Sementara metafora gedung pencakar langir merupakan makna dari gedung-gedung
yang sangat tinggi sehingga seolah-oleh gedung tersebut mencakar langit.
Suasana malam yang gelap membuat kapal-kalap tidak Nampak, hanya lampu
menyalanya yang terlhat hilir-mudik menerobos malam.
“… semilirnya angin musim semi di
waktu malam dan nyanyian ombak yang menggetarkan jiwa…”(Hal. 155)

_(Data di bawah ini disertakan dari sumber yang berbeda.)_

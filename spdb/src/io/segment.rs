//! Segment files
//!
//! A segment is an immutable run of records, sorted ascending by primary key, with no
//! header, footer, checksum or index. A reader must scan from offset 0:
//!
//! ```text
//! [u32 len][record body] [u32 len][record body] ...
//! ```
//!
//! Finished segments are named after the inclusive key range they hold: `{min}_{max}.spdb`.

use std::fmt;
use std::fs::{File, OpenOptions};
use std::io::{BufRead, BufReader, BufWriter, ErrorKind, Read, Write};
use std::path::{Path, PathBuf};

use anyhow::{Context, Result};
use byteorder::{LittleEndian, ReadBytesExt, WriteBytesExt};

use super::pool::BufferPool;
use crate::codec::{self, CodecError, LENGTH_PREFIX};
use crate::record::Item;

/// File extension of segment files.
pub const SEGMENT_EXTENSION: &str = "spdb";

const SINK_CAPACITY: usize = 16 << 20;

/// The inclusive key range a segment holds, which is also its file name.
#[derive(Clone, Copy, Debug, PartialEq, Eq, PartialOrd, Ord)]
pub struct SegmentName {
    /// Smallest key
    pub min: i64,
    /// Largest key
    pub max: i64,
}

impl SegmentName {
    /// A name for `[min, max]`.
    pub fn new(min: i64, max: i64) -> Self {
        Self { min, max }
    }

    /// Placeholder file name of a lower segment which is still being written.
    pub fn provisional(min: i64) -> String {
        format!("{min}_lower.{SEGMENT_EXTENSION}")
    }

    /// Parse a finished segment file name.
    pub fn parse(file_name: &str) -> Option<Self> {
        let stem = file_name.strip_suffix(SEGMENT_EXTENSION)?.strip_suffix('.')?;
        // Split on the separator after the first character, so a negative min still parses
        let split = stem.get(1..)?.find('_')? + 1;
        let min = stem[..split].parse().ok()?;
        let max = stem[split + 1..].parse().ok()?;
        Some(Self { min, max })
    }

    /// Does the range include this key?
    pub fn contains(&self, pk: i64) -> bool {
        self.min <= pk && pk <= self.max
    }
}

impl fmt::Display for SegmentName {
    fn fmt(&self, f: &mut fmt::Formatter<'_>) -> fmt::Result {
        write!(f, "{}_{}.{SEGMENT_EXTENSION}", self.min, self.max)
    }
}

/// List the segment files in a directory, sorted by path.
///
/// Only regular files with the segment extension are returned.
pub fn discover_segments(dir: &Path) -> Result<Vec<PathBuf>> {
    let mut paths = vec![];
    for entry in std::fs::read_dir(dir)
        .with_context(|| format!("could not read directory: {}", dir.display()))?
    {
        let entry = entry?;
        let path = entry.path();
        if entry.file_type()?.is_file()
            && path.extension().and_then(|e| e.to_str()) == Some(SEGMENT_EXTENSION)
        {
            paths.push(path);
        }
    }
    paths.sort();
    tracing::debug!(dir = %dir.display(), count = paths.len(), "Discovered segments");
    Ok(paths)
}

/// Appends length-prefixed records to a buffered sink.
///
/// Calls must be sequential; share the [`BufferPool`] rather than the writer.
#[derive(Debug)]
pub struct SegmentWriter<W: Write = File> {
    sink: BufWriter<W>,
    pool: BufferPool,
    bytes_written: u64,
    records: u64,
}

impl SegmentWriter<File> {
    /// Create (or truncate) a segment file at `path`.
    pub fn try_new(path: &Path, pool: BufferPool) -> Result<Self> {
        let file = OpenOptions::new()
            .create(true)
            .write(true)
            .truncate(true)
            .open(path)?;
        tracing::debug!(path = %path.display(), "Opened segment");
        Ok(Self::new(file, pool))
    }
}

impl<W: Write> SegmentWriter<W> {
    /// Wrap a sink.
    pub fn new(sink: W, pool: BufferPool) -> Self {
        Self {
            sink: BufWriter::with_capacity(SINK_CAPACITY, sink),
            pool,
            bytes_written: 0,
            records: 0,
        }
    }

    /// Encode and append one item.
    ///
    /// The record is fully encoded before anything reaches the sink, so an encode error
    /// leaves previously written records intact.
    pub fn write_item(&mut self, item: &Item) -> Result<()> {
        let mut buf = self.pool.acquire();
        codec::encode_body_into(&mut buf, item)?;
        let len = u32::try_from(buf.len()).map_err(|_| CodecError::RecordTooLarge(buf.len()))?;

        self.sink.write_u32::<LittleEndian>(len)?;
        self.sink.write_all(&buf)?;

        self.bytes_written += (LENGTH_PREFIX + buf.len()) as u64;
        self.records += 1;
        Ok(())
    }

    /// Bytes written so far, length prefixes included.
    pub fn bytes_written(&self) -> u64 {
        self.bytes_written
    }

    /// Records written so far.
    pub fn records(&self) -> u64 {
        self.records
    }

    /// Push buffered bytes down to the sink.
    pub fn flush(&mut self) -> Result<()> {
        self.sink.flush().map_err(|e| e.into())
    }

    /// Flush and release the sink. The sink is released even if the flush fails.
    pub fn close(self) -> Result<()> {
        let Self { mut sink, .. } = self;
        let result = sink.flush();
        drop(sink);
        result.map_err(|e| e.into())
    }

    /// Flush and hand back the sink.
    pub fn into_inner(self) -> Result<W> {
        self.sink.into_inner().map_err(|e| e.into_error().into())
    }
}

/// Reads the records of a segment sequentially from offset 0.
#[derive(Debug)]
pub struct SegmentReader<R: Read = File> {
    source: BufReader<R>,
    buf: Vec<u8>,
    offset: u64,
    failed: bool,
}

impl SegmentReader<File> {
    /// Open the segment file at `path`.
    pub fn try_open(path: &Path) -> Result<Self> {
        let file = File::open(path)
            .with_context(|| format!("could not open segment: {}", path.display()))?;
        Ok(Self::new(file))
    }
}

impl<R: Read> SegmentReader<R> {
    /// Read records from `source`.
    pub fn new(source: R) -> Self {
        Self {
            source: BufReader::new(source),
            buf: vec![],
            offset: 0,
            failed: false,
        }
    }

    /// Read the next record. `Ok(None)` at a clean end of file.
    pub fn read_item(&mut self) -> Result<Option<Item>> {
        if self.source.fill_buf()?.is_empty() {
            return Ok(None);
        }
        let len = self
            .source
            .read_u32::<LittleEndian>()
            .with_context(|| format!("truncated length prefix at offset {}", self.offset))?
            as usize;
        self.buf.resize(len, 0);
        if let Err(e) = self.source.read_exact(&mut self.buf) {
            if e.kind() == ErrorKind::UnexpectedEof {
                return Err(anyhow::anyhow!(
                    "truncated record at offset {}: expected {len} bytes",
                    self.offset
                ));
            }
            return Err(e.into());
        }
        let item = codec::decode_body(&self.buf)
            .with_context(|| format!("bad record at offset {}", self.offset))?;
        self.offset += (LENGTH_PREFIX + len) as u64;
        Ok(Some(item))
    }
}

impl<R: Read> Iterator for SegmentReader<R> {
    type Item = Result<Item>;

    fn next(&mut self) -> Option<Self::Item> {
        if self.failed {
            return None;
        }
        let next = self.read_item().transpose();
        if matches!(next, Some(Err(_))) {
            self.failed = true;
        }
        next
    }
}
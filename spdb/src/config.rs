//! Ingest Configuration

use std::path::{Path, PathBuf};

use anyhow::{Context, Result};
use serde::{Deserialize, Serialize};
use thiserror::Error;

use crate::btree::DEFAULT_DEGREE;

/// 10 GiB
pub const DEFAULT_MEMORY_BUDGET: u64 = 10_737_418_240;

/// Configuration errors.
#[derive(Error, Debug)]
pub enum ConfigError {
    /// Supplied minimum degree too small
    #[error("degree: {0} must be >=2")]
    DegreeTooSmall(usize),

    /// A zero budget would flush before every record
    #[error("memory budget must be > 0")]
    ZeroBudget,

    /// Storage location is not a directory
    #[error("storage directory does not exist: {0}")]
    NotADirectory(PathBuf),
}

/// Everything an [`Ingestor`](crate::Ingestor) needs to know.
///
/// Missing fields take their default when loaded from a file.
#[derive(Clone, Debug, PartialEq, Serialize, Deserialize)]
#[serde(default)]
pub struct IngestConfig {
    /// Where segment files are written.
    pub storage_dir: PathBuf,
    /// Raw input bytes to buffer before flushing.
    pub memory_budget: u64,
    /// Minimum degree of the in-memory index.
    pub degree: usize,
}

impl Default for IngestConfig {
    fn default() -> Self {
        Self {
            storage_dir: PathBuf::from("."),
            memory_budget: DEFAULT_MEMORY_BUDGET,
            degree: DEFAULT_DEGREE,
        }
    }
}

impl IngestConfig {
    /// Configuration for `storage_dir` with the specified budget and default degree.
    pub fn new<P: AsRef<Path>>(storage_dir: P, memory_budget: u64) -> Self {
        Self {
            storage_dir: storage_dir.as_ref().to_path_buf(),
            memory_budget,
            ..Default::default()
        }
    }

    /// Replace the index degree.
    pub fn with_degree(mut self, degree: usize) -> Self {
        self.degree = degree;
        self
    }

    /// Load a JSON configuration file.
    pub fn from_file<P: AsRef<Path>>(origin: P) -> Result<Self> {
        let path = origin.as_ref();
        let text = std::fs::read_to_string(path)
            .with_context(|| format!("could not read config: {}", path.display()))?;
        serde_json::from_str(&text)
            .with_context(|| format!("could not parse config: {}", path.display()))
    }

    /// Check the configuration is usable.
    pub fn validate(&self) -> Result<()> {
        if self.degree < 2 {
            return Err(ConfigError::DegreeTooSmall(self.degree).into());
        }
        if self.memory_budget == 0 {
            return Err(ConfigError::ZeroBudget.into());
        }
        if !self.storage_dir.is_dir() {
            return Err(ConfigError::NotADirectory(self.storage_dir.clone()).into());
        }
        Ok(())
    }
}

#[cfg(test)]
mod tests {
    use super::*;

    #[test]
    fn it_defaults_sensibly() {
        let config = IngestConfig::default();
        assert_eq!(config.memory_budget, 10 * 1024 * 1024 * 1024);
        assert_eq!(config.degree, 32);
        config.validate().expect("cwd exists");
    }

    #[test]
    fn it_loads_partial_files() {
        let dir = tempfile::tempdir().expect("temp dir");
        let path = dir.path().join("config.json");
        std::fs::write(&path, r#"{"memory_budget": 4096}"#).expect("writes");
        let config = IngestConfig::from_file(&path).expect("loads");
        assert_eq!(config.memory_budget, 4096);
        assert_eq!(config.degree, DEFAULT_DEGREE);
        assert_eq!(config.storage_dir, PathBuf::from("."));
    }

    #[test]
    fn it_rejects_bad_configs() {
        let dir = tempfile::tempdir().expect("temp dir");
        let err = IngestConfig::new(dir.path(), 0).validate().expect_err("zero");
        assert!(matches!(
            err.downcast_ref::<ConfigError>(),
            Some(ConfigError::ZeroBudget)
        ));
        let err = IngestConfig::new(dir.path(), 10)
            .with_degree(1)
            .validate()
            .expect_err("degree");
        assert!(matches!(
            err.downcast_ref::<ConfigError>(),
            Some(ConfigError::DegreeTooSmall(1))
        ));
        let missing = dir.path().join("missing");
        let err = IngestConfig::new(&missing, 10).validate().expect_err("dir");
        assert!(matches!(
            err.downcast_ref::<ConfigError>(),
            Some(ConfigError::NotADirectory(_))
        ));
    }
}
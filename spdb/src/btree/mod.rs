//! B-Tree implementation
//!

// Re-export
pub use self::index::Index;
pub use self::index::IndexError;
pub use self::index::DEFAULT_DEGREE;
pub use self::iter::Iter;

pub mod index;
mod iter;
mod node;
use std::iter::FusedIterator;

use super::node::Node;
use crate::record::Item;

/// Ascending iterator over the items of an [`Index`](super::Index).
///
/// Traversal keeps an explicit stack of frames rather than recursing, so stack use does not
/// grow with tree height. The iterator borrows the index, which therefore cannot be modified
/// while it is live. It is not restartable: call
/// [`iter_ascend`](super::Index::iter_ascend) again to start over.
#[derive(Debug)]
pub struct Iter<'a> {
    stack: Vec<Frame<'a>>,
    remaining: usize,
}

#[derive(Debug)]
struct Frame<'a> {
    node: &'a Node,
    pos: usize,
}

impl<'a> Iter<'a> {
    pub(crate) fn new(root: &'a Node, len: usize) -> Self {
        let mut iter = Self {
            stack: Vec::new(),
            remaining: len,
        };
        iter.push_left(root);
        iter
    }

    /// Push `node` and the leftmost path beneath it.
    fn push_left(&mut self, mut node: &'a Node) {
        loop {
            self.stack.push(Frame { node, pos: 0 });
            match node.children().first() {
                Some(child) => node = child,
                None => return,
            }
        }
    }
}

impl<'a> Iterator for Iter<'a> {
    type Item = &'a Item;

    fn next(&mut self) -> Option<Self::Item> {
        while let Some(frame) = self.stack.last_mut() {
            let node = frame.node;
            let pos = frame.pos;
            match node.items().get(pos) {
                Some(item) => {
                    frame.pos += 1;
                    // Everything in children[pos + 1] sorts between this item and the next
                    if let Some(child) = node.children().get(pos + 1) {
                        self.push_left(child);
                    }
                    self.remaining = self.remaining.saturating_sub(1);
                    return Some(item);
                }
                None => {
                    self.stack.pop();
                }
            }
        }
        None
    }

    fn size_hint(&self) -> (usize, Option<usize>) {
        (self.remaining, Some(self.remaining))
    }
}

impl ExactSizeIterator for Iter<'_> {}

impl FusedIterator for Iter<'_> {}

#[cfg(test)]
mod tests {
    use super::*;
    use crate::btree::Index;
    use crate::record::Row;

    #[test]
    fn it_iterates_an_empty_tree() {
        let index = Index::default();
        let mut iter = index.iter_ascend();
        assert_eq!(iter.len(), 0);
        assert!(iter.next().is_none());
        assert!(iter.next().is_none());
    }

    #[test]
    fn it_keeps_frames_bounded_by_height() {
        let mut index = Index::try_new(2).expect("creates index");
        for pk in 0..1_000 {
            index.upsert(Item::new(pk, Row::new()));
        }
        let mut iter = index.iter_ascend();
        let mut deepest = iter.stack.len();
        let mut expected = 0;
        while let Some(item) = iter.next() {
            assert_eq!(item.pk, expected);
            expected += 1;
            deepest = deepest.max(iter.stack.len());
        }
        assert_eq!(expected, 1_000);
        assert!(deepest <= index.height());
    }
}
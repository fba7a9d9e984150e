use std::fs::File;
use std::io::{BufReader, Write};
use std::path::{Path, PathBuf};

use anyhow::{Context, Result};
use clap::Parser;
use clap::Subcommand;
use spdb::io::{discover_segments, SegmentName, SegmentReader};
use spdb::{IngestConfig, Ingestor};
use tracing_subscriber::EnvFilter;

#[derive(Debug, Parser)]
#[command(author, version, about, long_about = None)]
struct Cli {
    /// JSON configuration file
    #[arg(long)]
    config: Option<PathBuf>,

    /// Directory segments are written to
    #[arg(short = 'f', long)]
    storage: Option<PathBuf>,

    /// Input bytes to buffer before flushing
    #[arg(short, long)]
    memory: Option<u64>,

    /// Minimum degree of the in-memory index
    #[arg(long)]
    degree: Option<usize>,

    #[command(subcommand)]
    command: Command,
}

#[derive(Debug, Subcommand)]
enum Command {
    /// Ingest JSON lines files ("-" reads stdin)
    Ingest { files: Vec<PathBuf> },
    /// Print the records of a segment as JSON lines
    Dump { segment: PathBuf },
    /// List the segments in the storage directory
    Segments,
}

impl Cli {
    fn config(&self) -> Result<IngestConfig> {
        let mut config = match &self.config {
            Some(path) => IngestConfig::from_file(path)?,
            None => IngestConfig::default(),
        };
        if let Some(storage) = &self.storage {
            config.storage_dir = storage.clone();
        }
        if let Some(memory) = self.memory {
            config.memory_budget = memory;
        }
        if let Some(degree) = self.degree {
            config.degree = degree;
        }
        config.validate()?;
        Ok(config)
    }
}

#[derive(Debug, PartialEq)]
enum Input<'a> {
    Stdin,
    File(&'a Path),
}

/// Inputs in the order given. `-`, or no arguments at all, means stdin.
fn inputs(files: &[PathBuf]) -> Vec<Input<'_>> {
    if files.is_empty() {
        return vec![Input::Stdin];
    }
    files
        .iter()
        .map(|f| {
            if f.as_os_str() == "-" {
                Input::Stdin
            } else {
                Input::File(f.as_path())
            }
        })
        .collect()
}

fn ingest(config: IngestConfig, files: &[PathBuf]) -> Result<()> {
    let existing = discover_segments(&config.storage_dir)?;
    tracing::info!(count = existing.len(), "Existing segments are left untouched");

    let mut ingestor = Ingestor::try_new(config)?;
    for input in inputs(files) {
        match input {
            Input::Stdin => {
                tracing::info!("Ingesting stdin");
                ingestor
                    .ingest_reader(std::io::stdin().lock())
                    .context("stdin")?;
            }
            Input::File(path) => {
                let file = File::open(path)
                    .with_context(|| format!("could not open input: {}", path.display()))?;
                tracing::info!(path = %path.display(), "Ingesting file");
                ingestor
                    .ingest_reader(BufReader::new(file))
                    .with_context(|| path.display().to_string())?;
            }
        }
    }
    let summary = ingestor.finish()?;
    println!(
        "ingested {} records in {} flushes, {} skipped",
        summary.records, summary.flushes, summary.skipped
    );
    for segment in summary.segments {
        println!(
            "{}\t{} records\t{} bytes",
            segment.path.display(),
            segment.records,
            segment.bytes
        );
    }
    Ok(())
}

fn dump(segment: &Path) -> Result<()> {
    let mut out = std::io::stdout().lock();
    for item in SegmentReader::try_open(segment)? {
        let item = item?;
        let row = item
            .row
            .iter()
            .map(|(k, v)| (k.clone(), v.to_json()))
            .collect::<serde_json::Map<String, serde_json::Value>>();
        let line = serde_json::json!({ "pk": item.pk, "row": row });
        writeln!(out, "{line}")?;
    }
    Ok(())
}

fn segments(config: &IngestConfig) -> Result<()> {
    for path in discover_segments(&config.storage_dir)? {
        let range = path
            .file_name()
            .and_then(|n| n.to_str())
            .and_then(SegmentName::parse);
        match range {
            Some(range) => println!("{}\t[{}, {}]", path.display(), range.min, range.max),
            None => println!("{}\tincomplete", path.display()),
        }
    }
    Ok(())
}

fn main() -> Result<()> {
    let cli = Cli::parse();
    let config = cli.config()?;

    let file_appender = tracing_appender::rolling::daily(&config.storage_dir, "spdb-ingest.log");
    let (non_blocking, _guard) = tracing_appender::non_blocking(file_appender);
    tracing_subscriber::fmt()
        .json()
        .with_env_filter(EnvFilter::try_from_default_env().unwrap_or_else(|_| EnvFilter::new("info")))
        .with_writer(non_blocking)
        .init();

    match &cli.command {
        Command::Ingest { files } => ingest(config, files),
        Command::Dump { segment } => dump(segment),
        Command::Segments => segments(&config),
    }
}

#[cfg(test)]
mod tests {
    use super::*;

    #[test]
    fn it_reads_stdin_without_files() {
        assert_eq!(inputs(&[]), [Input::Stdin]);
    }

    #[test]
    fn it_mixes_files_and_stdin() {
        let files = [
            PathBuf::from("a.jsonl"),
            PathBuf::from("-"),
            PathBuf::from("b.jsonl"),
        ];
        assert_eq!(
            inputs(&files),
            [
                Input::File(Path::new("a.jsonl")),
                Input::Stdin,
                Input::File(Path::new("b.jsonl")),
            ]
        );
    }
}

Makna dari kutipan kalimat
pada novel “Wajah Sebuah Vagina” di atas adalah tentang keadaan alam
pada malam hari di afrika. Cuaca yang yang cerah membuat gerakan ombak seirama
sehingga membentuk sebuah nyanyian yang indah. Kata ombak pada kalimat bermakna
denotasi. Ombak dilambangkan sebagai benda yang dapat bergerak dan
menggentarkan hati.
“Bahkan bentuk kelaminnya yang
tegak seperti tombak saat ereksi. Sedangkan kelamian kita? Hanya berupa lobang,
lobang yang pasif untuk menerima apa yang masuk kedalamnya.”(Hal. 218)
Makna dari kutipan kalimat
pada novel “Wajah Sebuah Vagina” di atas tentang perbandingan antara
laki-laki (penisnya) dengan perempuan
(vaginanya). Metafora penis yang dilambangakan dengan tombak dapat
diinterpretasi sebagai sesuatu yang kuat dan merupakan sifat laki-laki.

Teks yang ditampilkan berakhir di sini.